So the head of the NRA today came out and gave a speech blaming everything in the world but guns for the shooting in Newtown, including blaming video games, movies, the music industry, and other things for the shooting (all of which are BS reasons). He also blamed the fact that there isn't armed security in every school because he thinks that would solve all problems. Here's the thing: Columbine had an armed security guard on duty when the shooting happened. Virginia Tech had an entire armed campus police force. Northern Illinois University also had an armed campus police force. He cites the example of banks having an armed guard, but banks are usually small and only one room to cover. Schools are massive buildings, sometimes even campuses. My former high school, Stevenson in Lincolnshire, IL, has over 4,000 students. One cop covering that whole campus isn't going to do much unless he happens to be in the same part of the school when the shooting starts, just like what happened at Columbine. My college alma mater, Michigan, is even larger, just like a school like Virginia Tech. Having an armed guard in every school is NOT going to solve the problem, sorry, but thanks for playing!
Furthermore, even if armed security was an option - how are we going to pay for that? There are 100,000 public schools in this country, approximately. So, if you put an armed security guard at each school, lets say he's making around $50,000 on average. $50,000 times 100,000 schools = $5 billion. And thats just for 1 guard at each school. As I said, many schools are significantly larger than just single room schools. So that 5 billion would just be the tip of the iceberg in terms of the costs for a program like this, in order to provide adequate coverage for larger schools. 10 guards per school, and we are now at $50 billion. 100 guards per school? $500 billion. Considering the federal government is in the process of driving over the fiscal cliff, where is that money going to come from? Good luck getting the anti-tax and anti-federal government Republican party to agree to that. Not to mention, those 100,000+ new security guards are likely to want to form a union (or the teachers unions will demand that they be unionized) so now you're telling me that you can get today's GOP to vote for a tax increase that will create 100,000+ union jobs? Seriously?

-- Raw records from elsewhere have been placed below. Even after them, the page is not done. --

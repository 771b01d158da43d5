//! Loading of package and page assets before hydration.

use std::sync::{Arc, PoisonError, RwLock};

use async_trait::async_trait;
use dazzler_shared::{Requirement, RequirementKind};
use futures_util::future::try_join_all;
use url::Url;

use crate::api_client::{ApiClient, RequestOptions};
use crate::error::{DazzlerError, Result};

/// Loads a single requirement.
#[async_trait]
pub trait RequirementLoader: Send + Sync {
    async fn load(&self, requirement: &Requirement) -> Result<()>;
}

/// Load package requirements concurrently; all must succeed.
pub async fn load_package_requirements(
    loader: &dyn RequirementLoader,
    requirements: &[Requirement],
) -> Result<()> {
    try_join_all(requirements.iter().map(|r| loader.load(r))).await?;
    Ok(())
}

/// Load page requirements in order, each finishing before the next starts.
/// Later assets may override earlier ones, so order matters.
pub async fn load_requirements(
    loader: &dyn RequirementLoader,
    requirements: &[Requirement],
) -> Result<()> {
    for requirement in requirements {
        loader.load(requirement).await?;
    }
    Ok(())
}

/// A fetched asset.
#[derive(Debug, Clone, PartialEq)]
pub struct LoadedAsset {
    pub url: String,
    pub kind: RequirementKind,
    pub content: String,
}

/// Assets in load order.
#[derive(Debug, Clone, Default)]
pub struct AssetCache {
    assets: Arc<RwLock<Vec<LoadedAsset>>>,
}

impl AssetCache {
    pub fn push(&self, asset: LoadedAsset) {
        let mut assets = self.assets.write().unwrap_or_else(PoisonError::into_inner);
        assets.push(asset);
    }

    pub fn urls(&self) -> Vec<String> {
        let assets = self.assets.read().unwrap_or_else(PoisonError::into_inner);
        assets.iter().map(|a| a.url.clone()).collect()
    }

    pub fn len(&self) -> usize {
        self.assets.read().unwrap_or_else(PoisonError::into_inner).len()
    }

    pub fn is_empty(&self) -> bool {
        self.len() == 0
    }
}

/// Fetches assets over HTTP, resolving relative URLs against the page.
pub struct HttpRequirementLoader {
    client: ApiClient,
    base: Url,
    cache: AssetCache,
}

impl HttpRequirementLoader {
    pub fn new(client: ApiClient, base: Url) -> Self {
        Self {
            client,
            base,
            cache: AssetCache::default(),
        }
    }

    pub fn cache(&self) -> &AssetCache {
        &self.cache
    }
}

#[async_trait]
impl RequirementLoader for HttpRequirementLoader {
    async fn load(&self, requirement: &Requirement) -> Result<()> {
        let fail = |reason: String| DazzlerError::RequirementLoad {
            url: requirement.url.clone(),
            reason,
        };

        if requirement.kind == RequirementKind::Unknown {
            return Err(fail("Invalid requirement kind".to_string()));
        }

        let url = self
            .base
            .join(&requirement.url)
            .map_err(|e| fail(e.to_string()))?;
        let body = self
            .client
            .request(url.as_str(), &RequestOptions::default())
            .await
            .map_err(|e| fail(e.to_string()))?;

        crate::log_debug!("Loaded {:?} requirement {}", requirement.kind, url);
        self.cache.push(LoadedAsset {
            url: requirement.url.clone(),
            kind: requirement.kind,
            content: body.into_text(),
        });
        Ok(())
    }
}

Aside from that, I also find his remarks on blaming video games and movies for violence revolting. Statistically speaking, his argument has more holes than swiss cheese. Take just one video game that had been blamed for violence in the Columbine shooting: Doom. The Doom series of video games has sold over 10 million units since the first one's release almost 20 years ago. There have been about 40 school shootings since the game's release. That means that if every school shooter had played doom, there are 9,999,960 people that played the game that were not driven to a school shooting. Put another way, that is odds of .000004, or 1 in 250,000. You have significantly better odds of being struck by lightning in your lifetime (1 in 10,000) or dying in a plane crash in your lifetime (1 in 66,000 given flying one round trip per year on one of the top 25 "safe" airlines). Conversely, your odds of dying as a result of an assault with firearms is 1 in 321. But yes, let's keep blaming video games, because that makes more sense.